P2ry6, also known as the pyrimidinergic receptor P2Y6, is a G-protein-coupled receptor. It activates Gq/phospholipase C-β signaling and is involved in multiple biological pathways. P2ry6 is important in processes related to inflammation, tumorigenesis, and immune regulation [2,3,6]. Gene knockout (KO) mouse models have been crucial in studying its function.

In KO mouse models, P2ry6 deficiency alleviates ceramide-induced atherosclerosis aggravation, suggesting it has a role in the process of atherosclerosis through mediating ceramide-induced inflammasome activation [1]. In skin carcinogenesis, P2ry6-deficient mice show different responses depending on the carcinogenic factor. They are resistant to 7,12-dimethylbenz[a]anthracene/12-O-tetradecanoylphorbol-13-acetate (TPA)-induced skin papilloma formation, while they exhibit promoted UVB-induced skin papilloma formation, indicating its complex role in skin cancer development through regulating different signaling pathways like Hippo/YAP, Wnt/β-catenin, and PI3K/AKT [3,4]. In tumor-related studies, deletion of P2ry6 from tumors with high P2ry6 expression inflames the tumor microenvironment (TME) to inhibit tumor growth, as P2ry6 in tumors enhances PGE2 production to drive immunosuppression [2]. In addition, pharmacologic or genetic inhibition of P2ry6 in tumor-associated macrophages (TAMs) disrupts TAM-mediated immunosuppression, promoting cytotoxic T cell entry and susceptibility to anti-programmed cell death protein 1 (anti-PD-1) treatment in resistant pancreatic ductal adenocarcinoma (PDAC) and melanoma models [5].

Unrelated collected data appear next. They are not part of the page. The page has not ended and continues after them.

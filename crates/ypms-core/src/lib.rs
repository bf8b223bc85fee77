//! Shared types and utilities for YPMS: package references, the
//! substitution context, the domain error, and JSON helpers.

pub mod error;
pub mod json;
pub mod package_ref;
pub mod subst;

pub use error::{Error, Result};
pub use package_ref::{DepEntry, PackageRef, RawDepEntry};
pub use subst::SubstitutionContext;
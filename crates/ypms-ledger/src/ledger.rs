//! The installed-package ledger: load-mutate-save-in-full around
//! `installed.json` (`spec.md` §4.6).

use std::collections::BTreeMap;
use std::path::{Path, PathBuf};

use chrono::Utc;
use ypms_core::{json, Result};

use crate::atomic::write_json_atomic;
use crate::types::{ledger_key, LedgerDoc, Record};

/// Owns the loaded `installed.json` document and persists it back on every
/// mutation. One instance is expected to live for the lifetime of a single
/// command (`spec.md` §3 "Ownership/lifecycle").
#[derive(Debug)]
pub struct InstalledLedger {
    path: PathBuf,
    doc: LedgerDoc,
}

impl InstalledLedger {
    /// Load `path`, or seed an empty `{"envs": {}}` document if it doesn't
    /// exist yet.
    pub async fn load(path: impl Into<PathBuf>) -> Result<Self> {
        let path = path.into();
        let doc = match tokio::fs::read_to_string(&path).await {
            Ok(text) => json::from_json(&text)?,
            Err(e) if e.kind() == std::io::ErrorKind::NotFound => LedgerDoc::default(),
            Err(e) => return Err(e.into()),
        };
        Ok(Self { path, doc })
    }

    async fn persist(&self) -> Result<()> {
        write_json_atomic(&self.path, &self.doc).await
    }

    #[must_use]
    pub fn path(&self) -> &Path {
        &self.path
    }

    /// `is_installed(env, source, ref)`.
    #[must_use]
    pub fn is_installed(&self, env: &str, source: &str, package_ref: &str) -> bool {
        self.doc
            .envs
            .get(env)
            .is_some_and(|recs| recs.contains_key(&ledger_key(source, package_ref)))
    }

    /// The record for `(env, source, ref)`, if installed.
    #[must_use]
    pub fn record(&self, env: &str, source: &str, package_ref: &str) -> Option<&Record> {
        self.doc.envs.get(env)?.get(&ledger_key(source, package_ref))
    }

    /// `mark_installed(env, source, ref, version, explicit)`: upsert,
    /// `installed_at` set to current UTC, persisted immediately.
    pub async fn mark_installed(
        &mut self,
        env: &str,
        source: &str,
        package_ref: &str,
        version: &str,
        explicit: bool,
    ) -> Result<()> {
        let key = ledger_key(source, package_ref);
        let record = Record {
            source: source.to_string(),
            package: package_ref.to_string(),
            version: version.to_string(),
            explicit,
            installed_at: Utc::now().to_rfc3339(),
        };
        self.doc.envs.entry(env.to_string()).or_default().insert(key, record);
        self.persist().await
    }

    /// `mark_uninstalled(env, source, ref)`: delete if present, absence is
    /// not an error, persisted immediately.
    pub async fn mark_uninstalled(&mut self, env: &str, source: &str, package_ref: &str) -> Result<()> {
        let key = ledger_key(source, package_ref);
        if let Some(recs) = self.doc.envs.get_mut(env) {
            recs.remove(&key);
        }
        self.persist().await
    }

    /// `list_installed(env?)`: `{env: {key: record}}`, scoped to one env if given.
    #[must_use]
    pub fn list_installed(&self, env: Option<&str>) -> BTreeMap<String, BTreeMap<String, Record>> {
        match env {
            Some(env) => self
                .doc
                .envs
                .get(env)
                .map(|recs| BTreeMap::from([(env.to_string(), recs.clone())]))
                .unwrap_or_default(),
            None => self.doc.envs.clone(),
        }
    }

    /// All records for one env, keyed by ledger key.
    #[must_use]
    pub fn env_records(&self, env: &str) -> BTreeMap<String, Record> {
        self.doc.envs.get(env).cloned().unwrap_or_default()
    }
}
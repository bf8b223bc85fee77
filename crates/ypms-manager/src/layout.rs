//! On-disk directory layout under `YPMS_DIR` (`spec.md` §6), grounded in
//! `libretto-config::env::EnvConfig`'s environment-driven resolution style.

use std::path::PathBuf;

/// Default source seeded into a fresh `sources.json` (`spec.md` §3, §4.5).
pub const DEFAULT_SOURCE_NAME: &str = "yopr";
/// Carried over verbatim from the Python reference implementation.
pub const DEFAULT_SOURCE_URL: &str = "https://ypsh-dgc.github.io/YPMS/yopr/ypms.json";

/// Resolved paths for one manager instance.
#[derive(Debug, Clone)]
pub struct Layout {
    pub ypms_dir: PathBuf,
    pub envs_dir: PathBuf,
    pub cache_dir: PathBuf,
    pub sources_path: PathBuf,
    pub installed_path: PathBuf,
}

impl Layout {
    /// Resolve from `YPMS_DIR`/`YPMS_ENVS_DIR`, falling back to `~/.ypms`.
    #[must_use]
    pub fn from_env() -> Self {
        let ypms_dir = std::env::var_os("YPMS_DIR")
            .map(PathBuf::from)
            .unwrap_or_else(default_ypms_dir);
        let envs_dir = std::env::var_os("YPMS_ENVS_DIR")
            .map(PathBuf::from)
            .unwrap_or_else(|| ypms_dir.join("envs"));
        let cache_dir = ypms_dir.join("cache");
        let sources_path = ypms_dir.join("sources.json");
        let installed_path = ypms_dir.join("installed.json");
        Self {
            ypms_dir,
            envs_dir,
            cache_dir,
            sources_path,
            installed_path,
        }
    }

    /// Derive a layout rooted directly at `ypms_dir`, ignoring the
    /// environment. Used by tests and anything else that wants an isolated
    /// directory tree without mutating `YPMS_DIR`/`YPMS_ENVS_DIR`.
    #[must_use]
    pub fn under(ypms_dir: impl Into<PathBuf>) -> Self {
        let ypms_dir = ypms_dir.into();
        let envs_dir = ypms_dir.join("envs");
        let cache_dir = ypms_dir.join("cache");
        let sources_path = ypms_dir.join("sources.json");
        let installed_path = ypms_dir.join("installed.json");
        Self {
            ypms_dir,
            envs_dir,
            cache_dir,
            sources_path,
            installed_path,
        }
    }

    /// Ensure `ypms_dir`, `envs/`, and `cache/` exist.
    pub async fn ensure(&self) -> std::io::Result<()> {
        tokio::fs::create_dir_all(&self.ypms_dir).await?;
        tokio::fs::create_dir_all(&self.envs_dir).await?;
        tokio::fs::create_dir_all(&self.cache_dir).await?;
        Ok(())
    }

    /// `envs/<env_id>`, created on demand by callers that write into it.
    #[must_use]
    pub fn env_dir(&self, env: &str) -> PathBuf {
        self.envs_dir.join(env)
    }
}

fn default_ypms_dir() -> PathBuf {
    directories::BaseDirs::new()
        .map(|dirs| dirs.home_dir().join(".ypms"))
        .unwrap_or_else(|| PathBuf::from(".ypms"))
}

/// `YPMS_DEBUG=1` is equivalent to `-v -v` (`spec.md` §6, `SPEC_FULL.md` §3).
#[must_use]
pub fn debug_env_enabled() -> bool {
    std::env::var("YPMS_DEBUG").is_ok_and(|v| v == "1")
}
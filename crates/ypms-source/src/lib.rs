//! Source config parsing, package/release metadata fetching, and release-tag
//! resolution (`spec.md` §4.3).

mod registry;
mod source;
mod types;

pub use registry::SourceRegistry;
pub use source::Source;
pub use types::{PackageInfo, ReleaseInfo, RepoConfig};
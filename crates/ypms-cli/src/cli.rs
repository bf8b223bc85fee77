//! Argument parsing (`spec.md` §6 "CLI surface", `SPEC_FULL.md` §6).
//!
//! `--version` here means "the package/release version to target", which
//! collides with clap's own `--version` flag; every subcommand that takes it
//! disables the auto-generated one (`libretto-cli`'s `Show` subcommand does
//! the same for the same reason).

use clap::{Args, Parser, Subcommand};

#[derive(Parser, Debug)]
#[command(name = "ypms")]
#[command(author)]
#[command(version)]
#[command(about = "A per-user package manager driven by declarative guides")]
#[command(propagate_version = true)]
#[command(arg_required_else_help = true)]
pub struct Cli {
    /// Increase log verbosity (-v info, -vv debug, -vvv trace)
    #[arg(short = 'v', long = "verbose", global = true, action = clap::ArgAction::Count)]
    pub verbose: u8,

    #[command(subcommand)]
    pub command: Commands,
}

#[derive(Subcommand, Debug)]
pub enum Commands {
    /// List packages available from a source
    List(ListArgs),

    /// Show a package's info document
    Info(InfoArgs),

    /// Install (or update to) a package in an environment
    #[command(disable_version_flag = true)]
    Install(InstallArgs),

    /// List environment directories under `YPMS_DIR/envs`
    Envs,

    /// Manage configured sources
    Sources(SourcesArgs),

    /// Purge the metadata cache and re-fetch every source's config+index
    Refresh,

    /// Update every installed package to its latest resolvable version
    Upgrade(UpgradeArgs),

    /// Uninstall every non-explicit package with no remaining dependents
    Autoremove(AutoremoveArgs),

    /// Any other first token: run that guide against a package ref
    #[command(external_subcommand)]
    Guide(Vec<String>),
}

#[derive(Args, Debug)]
pub struct ListArgs {
    /// Source to list packages from (default: the configured default source)
    #[arg(short = 's', long)]
    pub source: Option<String>,
}

#[derive(Args, Debug)]
pub struct InfoArgs {
    /// Package reference, `user/pkg`
    pub package_ref: String,

    #[arg(short = 's', long)]
    pub source: Option<String>,
}

#[derive(Args, Debug)]
pub struct InstallArgs {
    /// Package reference, `user/pkg`
    pub package_ref: String,

    /// Environment to install into
    #[arg(long, default_value = "default")]
    pub env: String,

    /// Release tag to install; default resolves via the package's default/alias
    #[arg(long = "version")]
    pub version: Option<String>,

    #[arg(short = 's', long)]
    pub source: Option<String>,

    /// Assume yes to the install confirmation prompt
    #[arg(short = 'y', long)]
    pub yes: bool,

    /// Proceed despite dependent version pins
    #[arg(short = 'f', long)]
    pub force: bool,
}

#[derive(Args, Debug)]
pub struct SourcesArgs {
    #[command(subcommand)]
    pub action: SourcesAction,
}

#[derive(Subcommand, Debug)]
pub enum SourcesAction {
    /// List configured sources
    List,
    /// Add a source
    Add(SourcesAddArgs),
    /// Remove a source
    Remove(SourcesRemoveArgs),
}

#[derive(Args, Debug)]
pub struct SourcesAddArgs {
    pub name: String,
    pub config_url: String,
}

#[derive(Args, Debug)]
pub struct SourcesRemoveArgs {
    pub name: String,
}

#[derive(Args, Debug)]
pub struct UpgradeArgs {
    /// Restrict to one environment (default: every environment)
    #[arg(long)]
    pub env: Option<String>,

    #[arg(short = 'f', long)]
    pub force: bool,
}

#[derive(Args, Debug)]
pub struct AutoremoveArgs {
    #[arg(long)]
    pub env: Option<String>,

    #[arg(short = 'f', long)]
    pub force: bool,
}

/// Re-parsed from the raw tokens captured by [`Commands::Guide`]: the guide
/// name itself is consumed by the caller, these flags cover what's left.
#[derive(Parser, Debug)]
#[command(name = "ypms", disable_version_flag = true, disable_help_flag = true)]
pub struct GuideInvocation {
    /// Package reference, `user/pkg`
    pub package_ref: String,

    #[arg(long, default_value = "default")]
    pub env: String,

    #[arg(long = "version")]
    pub version: Option<String>,

    #[arg(short = 's', long)]
    pub source: Option<String>,

    #[arg(short = 'y', long)]
    pub yes: bool,

    #[arg(short = 'f', long)]
    pub force: bool,
}
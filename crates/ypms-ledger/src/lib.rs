//! Per-environment installed-package ledger and dependents lookup
//! (`spec.md` §4.6).

mod atomic;
mod dependents;
mod ledger;
mod types;

pub use dependents::{check_update_compat, find_dependents, Dependent};
pub use ledger::InstalledLedger;
pub use types::{ledger_key, LedgerDoc, Record};
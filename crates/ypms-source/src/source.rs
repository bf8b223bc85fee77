//! A single configured source: repo config plus the three metadata fetches
//! and release-tag resolution (`spec.md` §4.3).

use tracing::debug;
use ypms_cache::MetadataCache;
use ypms_core::{Error, Result};

use crate::types::{PackageInfo, ReleaseInfo, RepoConfig};

/// One configured, resolved source. Lazily constructed and cached by name
/// (see [`crate::SourceRegistry`]); holds a parsed repo config and shares
/// the manager's metadata cache.
#[derive(Debug, Clone)]
pub struct Source {
    name: String,
    config: RepoConfig,
    cache: MetadataCache,
}

impl Source {
    /// Fetch and parse `config_url`'s repo descriptor. Missing required
    /// keys surface as a decode error (serde rejects the document).
    pub async fn new(name: impl Into<String>, config_url: &str, cache: MetadataCache, force_refresh: bool) -> Result<Self> {
        let config: RepoConfig = cache
            .fetch_json(config_url, true, force_refresh)
            .await
            .map_err(|e| Error::decode(format!("invalid repo descriptor at {config_url}: {e}")))?;
        Ok(Self {
            name: name.into(),
            config,
            cache,
        })
    }

    #[must_use]
    pub fn name(&self) -> &str {
        &self.name
    }

    #[must_use]
    pub fn config(&self) -> &RepoConfig {
        &self.config
    }

    /// GET `base_url + path_index`.
    pub async fn fetch_index(&self, force_refresh: bool) -> Result<sonic_rs::Value> {
        let url = format!("{}{}", self.config.base_url_trimmed(), self.config.path_index);
        self.cache.fetch_json(&url, true, force_refresh).await
    }

    /// GET `base_url + path_package` after `{USER_ID}`/`{PACKAGE_ID}` substitution.
    pub async fn fetch_package_info(
        &self,
        user: &str,
        package: &str,
        force_refresh: bool,
    ) -> Result<PackageInfo> {
        let path = self
            .config
            .path_package
            .replace("{USER_ID}", user)
            .replace("{PACKAGE_ID}", package);
        let url = format!("{}{}", self.config.base_url_trimmed(), path);
        self.cache.fetch_json(&url, true, force_refresh).await
    }

    /// `spec.md` §4.3's four-step resolution: explicit tag, else
    /// `package.release.default`, else `alias["latest"]`, else
    /// `list.first()`; then apply one level of aliasing.
    #[must_use]
    pub fn resolve_release_tag(pkg_info: &PackageInfo, tag: Option<&str>) -> Option<String> {
        let mut tag = tag.filter(|t| !t.is_empty()).map(ToString::to_string);
        if tag.is_none() {
            tag = pkg_info.release_default.clone().filter(|t| !t.is_empty());
        }
        if tag.is_none() {
            tag = pkg_info.release_alias.get("latest").cloned();
        }
        if tag.is_none() {
            tag = pkg_info.release_list.first().cloned();
        }
        let tag = tag?;
        let resolved = pkg_info.release_alias.get(&tag).cloned().unwrap_or_else(|| tag.clone());
        debug!(requested = ?tag, resolved, "resolved release tag");
        Some(resolved)
    }

    /// GET `package.release.url` with `{RELEASE_ID}` substituted.
    pub async fn fetch_release_info(
        &self,
        pkg_info: &PackageInfo,
        release_id: &str,
        force_refresh: bool,
    ) -> Result<ReleaseInfo> {
        let url = pkg_info.release_url.replace("{RELEASE_ID}", release_id);
        self.cache.fetch_json(&url, true, force_refresh).await
    }
}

In conclusion, P2ry6 is a key player in inflammation, tumorigenesis, and immune-related processes. KO mouse models have significantly contributed to understanding its role in diseases such as atherosclerosis, skin cancer, and in the context of tumor-associated immunosuppression. These findings provide potential therapeutic targets for related diseases.